Plant of the Month - Fuchsia-Flowered Gooseberry

Fern-Leaf Phacelia

Fuchsia-Flowered Gooseberry

Click to return to the top of this page.
Image Gallery - Click to enlarge

Plant Description

Common Name(s):Fuchsia-Flowered Gooseberry
Scientific Name:Ribes speciosum
Family:Grossulariaceae (Gooseberry)
Plant Type:Shrub
Size:up to 10 feet
Habitat:shaded canyons in Sage Scrub and Chaparral
Blooms:January to May
Fire Response:Stump Sprout or Seed

Fuchsia Flowered Gooseberry is a common, colorful and interesting-looking plant, with bright red tubular flowers, deep dark shiny green leaves, and spiny stems. The flowers can be found in bloom from January through May.

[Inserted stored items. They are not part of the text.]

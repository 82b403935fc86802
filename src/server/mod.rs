//! HTTP surface: a single aggregation endpoint plus a health probe.

use crate::config::Config;
use crate::core::{AggregateError, Aggregator, RankedVideo, SortMode, DEFAULT_MAX_VIDEOS};
use crate::sources::build_aggregator;
use anyhow::Context;
use axum::{
    extract::{rejection::QueryRejection, Query, State},
    http::{StatusCode, Uri},
    response::{IntoResponse, Response},
    routing::get,
    Json, Router,
};
use serde::{Deserialize, Serialize};
use std::net::SocketAddr;
use std::sync::Arc;
use tokio::signal;
use tracing::{error, info};

#[derive(Clone)]
pub struct AppState {
    pub aggregator: Arc<Aggregator>,
}

impl AppState {
    pub fn new(aggregator: Aggregator) -> Self {
        Self {
            aggregator: Arc::new(aggregator),
        }
    }
}

/// Raw query parameters. Parsed by hand so bad values still get a JSON error body.
#[derive(Debug, Default, Clone, Deserialize)]
#[serde(rename_all = "camelCase")]
pub struct VideosQuery {
    pub channel_url: Option<String>,
    pub sort_mode: Option<String>,
    pub max_videos: Option<String>,
}

impl VideosQuery {
    fn channel_url(&self) -> Result<&str, AggregateError> {
        self.channel_url
            .as_deref()
            .map(str::trim)
            .filter(|url| !url.is_empty())
            .ok_or_else(|| AggregateError::invalid_input("Missing channelUrl param"))
    }

    fn sort_mode(&self) -> Result<SortMode, AggregateError> {
        match self.sort_mode.as_deref().map(str::trim) {
            None | Some("") => Ok(SortMode::default()),
            Some(value) => value.parse(),
        }
    }

    fn max_videos(&self) -> Result<usize, AggregateError> {
        match self.max_videos.as_deref().map(str::trim) {
            None | Some("") => Ok(DEFAULT_MAX_VIDEOS),
            Some(value) => value.parse::<usize>().map_err(|_| {
                AggregateError::invalid_input(format!("Invalid maxVideos '{}': expected an integer", value))
            }),
        }
    }
}

#[derive(Debug, Serialize, Deserialize)]
pub struct VideosResponse {
    pub data: Vec<RankedVideo>,
}

#[derive(Debug)]
pub struct ApiError {
    status: StatusCode,
    message: String,
}

impl ApiError {
    fn not_found(message: impl Into<String>) -> Self {
        Self {
            status: StatusCode::NOT_FOUND,
            message: message.into(),
        }
    }

    pub fn status(&self) -> StatusCode {
        self.status
    }

    pub fn message(&self) -> &str {
        &self.message
    }
}

impl From<AggregateError> for ApiError {
    fn from(err: AggregateError) -> Self {
        let status = StatusCode::from_u16(err.status_code())
            .unwrap_or(StatusCode::INTERNAL_SERVER_ERROR);
        Self {
            status,
            message: err.to_string(),
        }
    }
}

impl From<QueryRejection> for ApiError {
    fn from(rejection: QueryRejection) -> Self {
        Self {
            status: rejection.status(),
            message: rejection.body_text(),
        }
    }
}

impl IntoResponse for ApiError {
    fn into_response(self) -> Response {
        let body = serde_json::json!({
            "error": self.message,
        });
        (self.status, Json(body)).into_response()
    }
}

type ApiResult<T> = Result<T, ApiError>;

pub fn router(state: AppState) -> Router {
    Router::new()
        .route("/api/videos", get(list_channel_videos))
        .route("/api/health", get(health))
        .fallback(not_found)
        .with_state(state)
}

/// `GET /api/videos?channelUrl=..&sortMode=likes|ratio&maxVideos=50..350`
pub async fn list_channel_videos(
    State(state): State<AppState>,
    query: Result<Query<VideosQuery>, QueryRejection>,
) -> ApiResult<Json<VideosResponse>> {
    let Query(query) = query?;
    let channel_url = query.channel_url()?;
    let sort_mode = query.sort_mode()?;
    let max_videos = query.max_videos()?;

    match state
        .aggregator
        .aggregate(channel_url, sort_mode, max_videos)
        .await
    {
        Ok(data) => Ok(Json(VideosResponse { data })),
        Err(err) => {
            if err.is_client_error() {
                info!("Rejected request for {}: {}", channel_url, err);
            } else {
                error!("Aggregation failed for {}: {}", channel_url, err);
            }
            Err(err.into())
        }
    }
}

async fn health() -> Json<serde_json::Value> {
    Json(serde_json::json!({ "status": "ok" }))
}

async fn not_found(uri: Uri) -> ApiError {
    ApiError::not_found(format!("endpoint not found: {}", uri.path()))
}

pub async fn serve(config: &Config) -> anyhow::Result<()> {
    let aggregator = build_aggregator(config)?;
    if config.youtube_api_key.is_none() {
        info!("No YouTube API key configured; only mirror instances will be used");
    }

    let addr: SocketAddr = config
        .listen_addr
        .parse()
        .with_context(|| format!("Invalid listen address {}", config.listen_addr))?;
    let listener = tokio::net::TcpListener::bind(addr)
        .await
        .with_context(|| format!("binding to {}", addr))?;
    info!("API server listening on http://{}", addr);

    axum::serve(listener, router(AppState::new(aggregator)))
        .with_graceful_shutdown(shutdown_signal())
        .await
        .context("running API server")?;

    Ok(())
}

async fn shutdown_signal() {
    if let Err(err) = signal::ctrl_c().await {
        error!("Failed to install Ctrl+C handler: {}", err);
    }
    info!("Shutting down");
}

The bright red flowers line the stems of the plant, sometimes displaying their color for up to several feet long. They individually are up to an inch long and bristly, with one to four flowers occurring together on a common stem. The protrusions you see from the bottom of the downwardly-drooping tubular flower are the stamens. The seed is even more bristly than the flower, and sticky to boot. The roundish three-lobed shiny green leaves are up to an inch and a half diameter and accompanied by spines on the stem. A word about those spines: they are as sharp as they look!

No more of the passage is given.